- [AVAILABLE DATA]:
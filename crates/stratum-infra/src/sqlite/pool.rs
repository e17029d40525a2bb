//! Database pool with split reader/writer connections in WAL mode.
//!
//! SQLite allows only one writer at a time. This module provides a `DatabasePool`
//! with a multi-connection reader pool for concurrent reads and a single-connection
//! writer pool for serialized writes. Both use WAL journal mode and enforce foreign keys.

use std::path::Path;
use std::str::FromStr;

use sqlx::sqlite::{SqliteConnectOptions, SqliteJournalMode, SqlitePool, SqlitePoolOptions};

/// Split read/write pool for SQLite with WAL mode.
///
/// - `reader`: Multi-connection pool (up to 8) for concurrent SELECT queries.
/// - `writer`: Single-connection pool for serialized INSERT/UPDATE/DELETE.
#[derive(Clone)]
pub struct DatabasePool {
    pub reader: SqlitePool,
    pub writer: SqlitePool,
}

impl DatabasePool {
    /// Create a new DatabasePool with split reader/writer connections.
    ///
    /// Runs migrations automatically on the writer pool.
    pub async fn new(database_url: &str) -> Result<Self, sqlx::Error> {
        let base_opts = SqliteConnectOptions::from_str(database_url)?
            .journal_mode(SqliteJournalMode::Wal)
            .foreign_keys(true)
            .busy_timeout(std::time::Duration::from_secs(5))
            .create_if_missing(true);

        let read_opts = base_opts.clone().read_only(true);
        let write_opts = base_opts;

        let writer = SqlitePoolOptions::new()
            .max_connections(1)
            .connect_with(write_opts)
            .await?;

        // Migrate before the reader opens so it never sees a partial schema.
        sqlx::migrate!("../../migrations").run(&writer).await?;

        let reader = SqlitePoolOptions::new()
            .max_connections(8)
            .connect_with(read_opts)
            .await?;

        tracing::debug!(url = database_url, "database pool ready");

        Ok(Self { reader, writer })
    }
}

/// The database URL for a data directory: `sqlite://{dir}/stratum.db?mode=rwc`.
pub fn database_url(data_dir: &Path) -> String {
    format!("sqlite://{}?mode=rwc", data_dir.join("stratum.db").display())
}
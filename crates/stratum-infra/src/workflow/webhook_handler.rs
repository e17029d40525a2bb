//! Authentication of inbound webhook triggers.
//!
//! A webhook workflow may require either:
//! - an HMAC-SHA256 signature of the raw body in `X-Signature-256: sha256=<hex>`
//! - a bearer token in `Authorization: Bearer <token>`
//!
//! Secrets never live in the workflow definition; the trigger config names an
//! environment variable and the value is read at request time.

use hmac::{Hmac, Mac};
use sha2::Sha256;
use stratum_types::workflow::WebhookAuth;

type HmacSha256 = Hmac<Sha256>;

/// Header carrying the body signature.
pub const SIGNATURE_HEADER: &str = "x-signature-256";

const SIGNATURE_PREFIX: &str = "sha256=";

#[derive(Debug, thiserror::Error, PartialEq)]
pub enum WebhookError {
    #[error("missing {0} header")]
    MissingHeader(&'static str),

    #[error("signature does not match request body")]
    BadSignature,

    #[error("bearer token rejected")]
    BadToken,

    /// The env var named by the trigger is unset; the request cannot be checked.
    #[error("webhook secret {0} is not configured")]
    SecretUnavailable(String),

    #[error("invalid HMAC key: {0}")]
    InvalidKey(String),
}

/// The parts of an inbound request that authentication looks at.
#[derive(Debug, Clone, Copy, Default)]
pub struct WebhookRequest<'a> {
    pub body: &'a [u8],
    pub signature: Option<&'a str>,
    pub authorization: Option<&'a str>,
}

/// Authenticate a request, reading secrets from the process environment.
pub fn authenticate(
    auth: Option<&WebhookAuth>,
    request: &WebhookRequest<'_>,
) -> Result<(), WebhookError> {
    authenticate_with(auth, request, |var| std::env::var(var).ok())
}

/// Authenticate a request with an explicit secret lookup.
pub fn authenticate_with(
    auth: Option<&WebhookAuth>,
    request: &WebhookRequest<'_>,
    lookup: impl Fn(&str) -> Option<String>,
) -> Result<(), WebhookError> {
    let secret = |var: &str| {
        lookup(var)
            .filter(|v| !v.is_empty())
            .ok_or_else(|| WebhookError::SecretUnavailable(var.to_string()))
    };

    match auth {
        None => Ok(()),
        Some(WebhookAuth::HmacSha256 { secret_env }) => {
            let key = secret(secret_env.as_str())?;
            let header = request
                .signature
                .ok_or(WebhookError::MissingHeader("X-Signature-256"))?;
            verify_signature(key.as_bytes(), request.body, header)
        }
        Some(WebhookAuth::BearerToken { token_env }) => {
            let expected = secret(token_env.as_str())?;
            let header = request
                .authorization
                .ok_or(WebhookError::MissingHeader("Authorization"))?;
            verify_bearer_token(&expected, header)
        }
    }
}

/// Compute the `sha256=<hex>` signature for `body`.
pub fn sign(secret: &[u8], body: &[u8]) -> Result<String, WebhookError> {
    let mut mac =
        HmacSha256::new_from_slice(secret).map_err(|e| WebhookError::InvalidKey(e.to_string()))?;
    mac.update(body);
    Ok(format!("{SIGNATURE_PREFIX}{}", to_hex(&mac.finalize().into_bytes())))
}

/// Check a `sha256=<hex>` header against `body`. Comparison is constant-time.
pub fn verify_signature(secret: &[u8], body: &[u8], header: &str) -> Result<(), WebhookError> {
    let hex = header
        .trim()
        .strip_prefix(SIGNATURE_PREFIX)
        .ok_or(WebhookError::BadSignature)?;
    let expected = from_hex(hex).ok_or(WebhookError::BadSignature)?;

    let mut mac =
        HmacSha256::new_from_slice(secret).map_err(|e| WebhookError::InvalidKey(e.to_string()))?;
    mac.update(body);
    mac.verify_slice(&expected)
        .map_err(|_| WebhookError::BadSignature)
}

/// Check an `Authorization: Bearer <token>` header. Comparison is constant-time.
pub fn verify_bearer_token(expected: &str, header: &str) -> Result<(), WebhookError> {
    let token = header
        .trim()
        .strip_prefix("Bearer ")
        .ok_or(WebhookError::BadToken)?;
    if constant_time_eq(expected.as_bytes(), token.as_bytes()) {
        Ok(())
    } else {
        Err(WebhookError::BadToken)
    }
}

fn constant_time_eq(a: &[u8], b: &[u8]) -> bool {
    a.len() == b.len() && a.iter().zip(b).fold(0u8, |acc, (x, y)| acc | (x ^ y)) == 0
}

fn to_hex(bytes: &[u8]) -> String {
    bytes.iter().map(|b| format!("{b:02x}")).collect()
}

fn from_hex(hex: &str) -> Option<Vec<u8>> {
    if hex.len() % 2 != 0 || !hex.is_ascii() {
        return None;
    }
    (0..hex.len())
        .step_by(2)
        .map(|i| u8::from_str_radix(&hex[i..i + 2], 16).ok())
        .collect()
}

// ---------------------------------------------------------------------------
// Tests
// ---------------------------------------------------------------------------
//! HTTP/REST API layer for stratum.
//!
//! Axum-based REST API at `/api/v1/` with the envelope response format and
//! CORS support. Callers are not authenticated; inbound webhooks verify
//! their own signatures.

pub mod error;
pub mod handlers;
pub mod response;
pub mod router;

- [EXERCISE OBJECTIVE]: Repeat the entries above exactly, from the first line through the line containing "and a single-connection".

- [ANSWER TO THIS TASK]:
filename crates/stratum-infra/src/sqlite/pool.rs
repository e17029d40525a2bb
//! Database pool with split reader/writer connections in WAL mode.
//!
//! SQLite allows only one writer at a time. This module provides a `DatabasePool`
//! with a multi-connection reader pool for concurrent reads and a single-connection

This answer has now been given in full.